Startup venture with a fulltime job - satyajit

How many of you are doing both, and think that its possible to do justice to both? Though I am referring to early stage ventures. At a later stage, you have to decide though one way or the other.
======
nostrademons
Early stage, I think it's possible, though difficult. I did both for about 8
months before going full-time on the startup. A lot of early-stage tasks
(market research, prototyping, learning the technologies you'll be using) can
be done part-time before you quit your job.

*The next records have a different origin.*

// Copyright (C) 2026  Caprica Software Limited
//
// This program is free software: you can redistribute it and/or modify
// it under the terms of the GNU General Public License as published by
// the Free Software Foundation, either version 3 of the License, or
// (at your option) any later version.
//
// This program is distributed in the hope that it will be useful,
// but WITHOUT ANY WARRANTY; without even the implied warranty of
// MERCHANTABILITY or FITNESS FOR A PARTICULAR PURPOSE.  See the
// GNU General Public License for more details.
//
// You should have received a copy of the GNU General Public License
// along with this program.  If not, see <https://www.gnu.org/licenses/>.

//! LED matrix patterns.
//!
//! A pattern file draws one matrix row per line:
//!
//! ```text
//! # 1: (255, 0, 0)
//! # 2: (0, 0, 255)
//! .1.1.
//! 11111
//! .222.
//! ```
//!
//! `X` lights a pixel in white, a digit `1`-`9` lights it in the colour
//! declared for that digit in a `# N: (r, g, b)` comment (white when none
//! is declared), and `.`, `0` or a space leaves it dark. Lines holding
//! anything else, and lines with no lit pixel, are not rows. Rows and
//! columns beyond the matrix size are ignored.

use std::collections::HashMap;
use std::path::{Path, PathBuf};

use log::{debug, warn};

use crate::assets::{AssetEntry, list_entries, read_entry};
use crate::error::LoadError;

#[derive(Debug, Clone, Copy, PartialEq, Eq, Hash)]
pub struct Rgb(pub u8, pub u8, pub u8);

impl Rgb {
    pub const WHITE: Rgb = Rgb(255, 255, 255);

    /// Scales each channel by `level`, clamped to 0.0..=1.0.
    pub fn scaled(self, level: f32) -> Rgb {
        let level = level.clamp(0.0, 1.0);
        let scale = |c: u8| (f32::from(c) * level).round() as u8;
        Rgb(scale(self.0), scale(self.1), scale(self.2))
    }
}

/// A full frame for the matrix, row-major from the top-left corner.
#[derive(Debug, Clone, PartialEq, Eq)]
pub struct Pattern {
    width: usize,
    height: usize,
    pixels: Vec<Option<Rgb>>,
}

impl Pattern {
    /// An unlit pattern.
    pub fn blank(width: usize, height: usize) -> Self {
        Self {
            width,
            height,
            pixels: vec![None; width * height],
        }
    }

    pub fn width(&self) -> usize {
        self.width
    }

    pub fn height(&self) -> usize {
        self.height
    }

    pub fn get(&self, x: usize, y: usize) -> Option<Rgb> {
        if x >= self.width || y >= self.height {
            return None;
        }
        self.pixels[y * self.width + x]
    }

    /// Lights `(x, y)`. Out-of-range coordinates are ignored.
    pub fn set(&mut self, x: usize, y: usize, colour: Rgb) {
        if x < self.width && y < self.height {
            self.pixels[y * self.width + x] = Some(colour);
        }
    }

    /// Number of lit pixels.
    pub fn lit(&self) -> usize {
        self.pixels.iter().filter(|p| p.is_some()).count()
    }

    pub fn is_blank(&self) -> bool {
        self.lit() == 0
    }

    /// Rows of pixels, top first.
    pub fn rows(&self) -> impl Iterator<Item = &[Option<Rgb>]> {
        self.pixels.chunks(self.width.max(1))
    }
}

/// Parses pattern text into a `width` by `height` frame.
///
/// # Arguments
///
/// * `content` - Pattern file text, see the module documentation.
/// * `width` - Matrix width in pixels; longer rows are cut.
/// * `height` - Matrix height in pixels; further rows are ignored.
///
/// # Examples
///
/// ```
/// use bitloop::pattern::{Rgb, parse_pattern};
///
/// let pattern = parse_pattern("# 1: (255, 0, 0)\n.1.\nX.X\n", 3, 3);
/// assert_eq!(pattern.get(1, 0), Some(Rgb(255, 0, 0)));
/// assert_eq!(pattern.lit(), 3);
/// ```
pub fn parse_pattern(content: &str, width: usize, height: usize) -> Pattern {
    let palette = palette(content);
    let mut pattern = Pattern::blank(width, height);

    let rows = content
        .lines()
        .map(str::trim)
        .filter(|line| !line.starts_with('#'))
        .filter(|line| line.chars().all(|c| ".0123456789Xx ".contains(c)))
        .filter(|line| line.chars().any(|c| "123456789Xx".contains(c)))
        .take(height);

    for (y, line) in rows.enumerate() {
        for (x, c) in line.chars().enumerate() {
            let colour = match c {
                'X' | 'x' => Rgb::WHITE,
                '1'..='9' => palette.get(&c).copied().unwrap_or(Rgb::WHITE),
                _ => continue,
            };
            pattern.set(x, y, colour);
        }
    }
    pattern
}

/// Colours declared as `# N: (r, g, b)` comments.
fn palette(content: &str) -> HashMap<char, Rgb> {
    content
        .lines()
        .filter_map(|line| {
            let (digit, rest) = line.trim().strip_prefix('#')?.split_once(':')?;
            let mut digits = digit.trim().chars();
            let digit = digits.next().filter(|c| c.is_ascii_digit())?;
            if digits.next().is_some() {
                return None;
            }
            let inner = rest.trim().strip_prefix('(')?.split_once(')')?.0;
            let channels: Vec<u8> = inner
                .split(',')
                .map(|v| v.trim().parse::<u8>())
                .collect::<Result<_, _>>()
                .ok()?;
            match channels[..] {
                [r, g, b] => Some((digit, Rgb(r, g, b))),
                _ => None,
            }
        })
        .collect()
}

/// Source of patterns by identifier.
pub trait PatternLoader {
    fn load(&self, id: &str) -> Result<Pattern, LoadError>;
}

/// Directory of pattern text files sized for one matrix.
#[derive(Debug, Clone)]
pub struct PatternDir {
    root: PathBuf,
    width: usize,
    height: usize,
}

impl PatternDir {
    pub fn new(root: impl AsRef<Path>, width: usize, height: usize) -> Self {
        Self {
            root: root.as_ref().to_path_buf(),
            width,
            height,
        }
    }

    pub fn root(&self) -> &Path {
        &self.root
    }

    pub fn list(&self) -> Vec<AssetEntry> {
        list_entries(&self.root)
    }

    /// Loads `id`, logging a failure and returning a blank pattern in its
    /// place.
    pub fn load_or_blank(&self, id: &str) -> Pattern {
        self.load(id).unwrap_or_else(|e| {
            warn!("{}", e);
            Pattern::blank(self.width, self.height)
        })
    }
}

impl PatternLoader for PatternDir {
    fn load(&self, id: &str) -> Result<Pattern, LoadError> {
        let content = read_entry(&self.root, id)?;
        let pattern = parse_pattern(&content, self.width, self.height);
        if pattern.is_blank() {
            return Err(LoadError::Malformed {
                id: id.to_string(),
                reason: "no lit pixels".to_string(),
            });
        }
        debug!("loaded pattern {} ({} lit)", id, pattern.lit());
        Ok(pattern)
    }
}

#[cfg(test)]
mod tests {
    use std::fs;

    use tempfile::TempDir;

    use super::*;

    #[test]
    fn test_plain_rows() {
        let pattern = parse_pattern("# plus\n..X..\nXXXXX\n..X..\n", 5, 5);
        assert_eq!(pattern.lit(), 7);
        assert_eq!(pattern.get(2, 0), Some(Rgb::WHITE));
        assert_eq!(pattern.get(0, 0), None);
        assert_eq!(pattern.get(4, 1), Some(Rgb::WHITE));
        assert_eq!(pattern.get(2, 3), None);
        assert_eq!(pattern.rows().count(), 5);
        assert!(pattern.rows().all(|row| row.len() == 5));
    }

    #[test]
    fn test_palette_colours() {
        let content = "# 1: (255, 0, 0)\n# 2: (0,0,255)\n.1.2.\n..3..\n";
        let pattern = parse_pattern(content, 5, 5);
        assert_eq!(pattern.get(1, 0), Some(Rgb(255, 0, 0)));
        assert_eq!(pattern.get(3, 0), Some(Rgb(0, 0, 255)));
        assert_eq!(pattern.get(2, 1), Some(Rgb::WHITE));
    }

    #[test]
    fn test_non_rows_are_skipped_and_bounds_respected() {
        let content = "title: heart\n.....\nX.....X\nXXXXX\nXXXXX\nXXXXX\nXXXXX\nXXXXX\n";
        let pattern = parse_pattern(content, 5, 5);
        assert_eq!(pattern.get(0, 0), Some(Rgb::WHITE));
        assert_eq!(pattern.get(1, 0), None);
        assert_eq!(pattern.lit(), 1 + 4 * 5);
    }

    #[test]
    fn test_scaled_colour() {
        assert_eq!(Rgb(200, 100, 0).scaled(0.5), Rgb(100, 50, 0));
        assert_eq!(Rgb::WHITE.scaled(2.0), Rgb::WHITE);
    }

    #[test]
    fn test_directory_loading() {
        let dir = TempDir::new().unwrap();
        fs::write(dir.path().join("dot.txt"), "..X..\n").unwrap();
        fs::write(dir.path().join("empty.txt"), "# nothing\n.....\n").unwrap();
        let patterns = PatternDir::new(dir.path(), 5, 5);

        assert_eq!(patterns.list().len(), 2);
        assert_eq!(patterns.load("dot.txt").unwrap().lit(), 1);
        assert!(matches!(
            patterns.load("empty.txt"),
            Err(LoadError::Malformed { .. })
        ));
        assert!(patterns.load_or_blank("missing.txt").is_blank());
    }
}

Long term, I think you're really screwing your startup by trying to do it part
time. It's not just a matter of speed. There's a qualitative difference
between the work you can do when you devote all your attention to it, and the
work you can fit around your day job. Most products need the former in order
to solve a real need.

------
graemeklass
I think it is possible to have a full-time job in the early stage of the
venture, IF you have no partner or family. I have decided to go part time to
devote to my venture, which allows me time for my family.

------
mg1313
I am doing both...but many times is hard...very little sleep in the night,
almost always tired. You have to make a lot of sacrifices without the
guarantee of making it (startup).

------
noodle
i am doing both, and think its possible to do justice to both. the issue that
quickly arises is that progress on your startup will be slower than if you
were doing it full time. which is obvious, of course, but it needs to be said,
especially if time is of the essence.